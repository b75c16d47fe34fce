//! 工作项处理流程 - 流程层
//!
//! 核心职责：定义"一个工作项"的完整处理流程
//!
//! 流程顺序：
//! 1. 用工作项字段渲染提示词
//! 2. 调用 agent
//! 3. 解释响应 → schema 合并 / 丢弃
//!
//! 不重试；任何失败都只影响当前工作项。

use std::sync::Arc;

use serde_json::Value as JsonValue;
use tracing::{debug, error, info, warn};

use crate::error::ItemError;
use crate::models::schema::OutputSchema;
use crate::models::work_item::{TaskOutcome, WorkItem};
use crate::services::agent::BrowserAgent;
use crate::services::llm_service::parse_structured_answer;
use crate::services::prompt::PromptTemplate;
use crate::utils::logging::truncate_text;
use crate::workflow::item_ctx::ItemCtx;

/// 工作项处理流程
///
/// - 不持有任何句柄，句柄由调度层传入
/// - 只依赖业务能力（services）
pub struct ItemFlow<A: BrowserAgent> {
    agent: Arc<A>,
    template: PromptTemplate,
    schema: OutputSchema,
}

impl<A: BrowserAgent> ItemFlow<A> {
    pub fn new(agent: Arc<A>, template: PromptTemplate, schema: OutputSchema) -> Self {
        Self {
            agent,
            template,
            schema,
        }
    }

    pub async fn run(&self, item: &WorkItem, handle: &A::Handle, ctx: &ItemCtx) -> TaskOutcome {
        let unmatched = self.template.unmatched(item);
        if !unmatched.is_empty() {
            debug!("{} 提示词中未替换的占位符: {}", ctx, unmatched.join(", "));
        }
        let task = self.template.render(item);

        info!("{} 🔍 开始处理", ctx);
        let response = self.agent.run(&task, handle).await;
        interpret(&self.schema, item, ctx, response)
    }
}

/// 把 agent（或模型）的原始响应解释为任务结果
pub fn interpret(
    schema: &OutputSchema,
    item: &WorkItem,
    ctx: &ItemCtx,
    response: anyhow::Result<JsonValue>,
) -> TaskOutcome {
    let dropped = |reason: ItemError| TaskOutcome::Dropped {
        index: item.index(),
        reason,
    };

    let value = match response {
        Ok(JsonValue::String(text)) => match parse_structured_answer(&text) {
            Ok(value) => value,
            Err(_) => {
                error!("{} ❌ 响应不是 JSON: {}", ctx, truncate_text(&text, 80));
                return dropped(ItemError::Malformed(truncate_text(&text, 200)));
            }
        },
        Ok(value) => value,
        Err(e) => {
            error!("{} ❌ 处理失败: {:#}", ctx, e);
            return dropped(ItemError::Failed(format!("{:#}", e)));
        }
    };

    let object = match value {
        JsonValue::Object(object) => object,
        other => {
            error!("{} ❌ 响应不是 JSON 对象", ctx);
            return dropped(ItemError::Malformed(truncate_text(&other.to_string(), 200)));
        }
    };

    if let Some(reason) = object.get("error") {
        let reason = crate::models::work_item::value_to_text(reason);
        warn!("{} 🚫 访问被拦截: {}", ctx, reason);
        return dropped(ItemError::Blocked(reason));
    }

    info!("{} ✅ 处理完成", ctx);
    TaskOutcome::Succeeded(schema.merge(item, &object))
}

+ + + + + + +

Task item = An exact copy of the listing is the goal. Transcribe it in full.

Expected output =
repository b75c16d47fe34fce
//! 工作项处理流程 - 流程层
//!
//! 核心职责：定义"一个工作项"的完整处理流程
//!
//! 流程顺序：
//! 1. 用工作项字段渲染提示词
//! 2. 调用 agent
//! 3. 解释响应 → schema 合并 / 丢弃
//!
//! 不重试；任何失败都只影响当前工作项。

use std::sync::Arc;

use serde_json::Value as JsonValue;
use tracing::{debug, error, info, warn};

use crate::error::ItemError;
use crate::models::schema::OutputSchema;
use crate::models::work_item::{TaskOutcome, WorkItem};
use crate::services::agent::BrowserAgent;
use crate::services::llm_service::parse_structured_answer;
use crate::services::prompt::PromptTemplate;
use crate::utils::logging::truncate_text;
use crate::workflow::item_ctx::ItemCtx;

/// 工作项处理流程
///
/// - 不持有任何句柄，句柄由调度层传入
/// - 只依赖业务能力（services）
pub struct ItemFlow<A: BrowserAgent> {
    agent: Arc<A>,
    template: PromptTemplate,
    schema: OutputSchema,
}

impl<A: BrowserAgent> ItemFlow<A> {
    pub fn new(agent: Arc<A>, template: PromptTemplate, schema: OutputSchema) -> Self {
        Self {
            agent,
            template,
            schema,
        }
    }

    pub async fn run(&self, item: &WorkItem, handle: &A::Handle, ctx: &ItemCtx) -> TaskOutcome {
        let unmatched = self.template.unmatched(item);
        if !unmatched.is_empty() {
            debug!("{} 提示词中未替换的占位符: {}", ctx, unmatched.join(", "));
        }
        let task = self.template.render(item);

        info!("{} 🔍 开始处理", ctx);
        let response = self.agent.run(&task, handle).await;
        interpret(&self.schema, item, ctx, response)
    }
}

/// 把 agent（或模型）的原始响应解释为任务结果
pub fn interpret(
    schema: &OutputSchema,
    item: &WorkItem,
    ctx: &ItemCtx,
    response: anyhow::Result<JsonValue>,
) -> TaskOutcome {
    let dropped = |reason: ItemError| TaskOutcome::Dropped {
        index: item.index(),
        reason,
    };

    let value = match response {
        Ok(JsonValue::String(text)) => match parse_structured_answer(&text) {
            Ok(value) => value,
            Err(_) => {
                error!("{} ❌ 响应不是 JSON: {}", ctx, truncate_text(&text, 80));
                return dropped(ItemError::Malformed(truncate_text(&text, 200)));
            }
        },
        Ok(value) => value,
        Err(e) => {
            error!("{} ❌ 处理失败: {:#}", ctx, e);
            return dropped(ItemError::Failed(format!("{:#}", e)));
        }
    };

    let object = match value {
        JsonValue::Object(object) => object,
        other => {
            error!("{} ❌ 响应不是 JSON 对象", ctx);
            return dropped(ItemError::Malformed(truncate_text(&other.to_string(), 200)));
        }
    };

    if let Some(reason) = object.get("error") {
        let reason = crate::models::work_item::value_to_text(reason);
        warn!("{} 🚫 访问被拦截: {}", ctx, reason);
        return dropped(ItemError::Blocked(reason));
    }

    info!("{} ✅ 处理完成", ctx);
    TaskOutcome::Succeeded(schema.merge(item, &object))
}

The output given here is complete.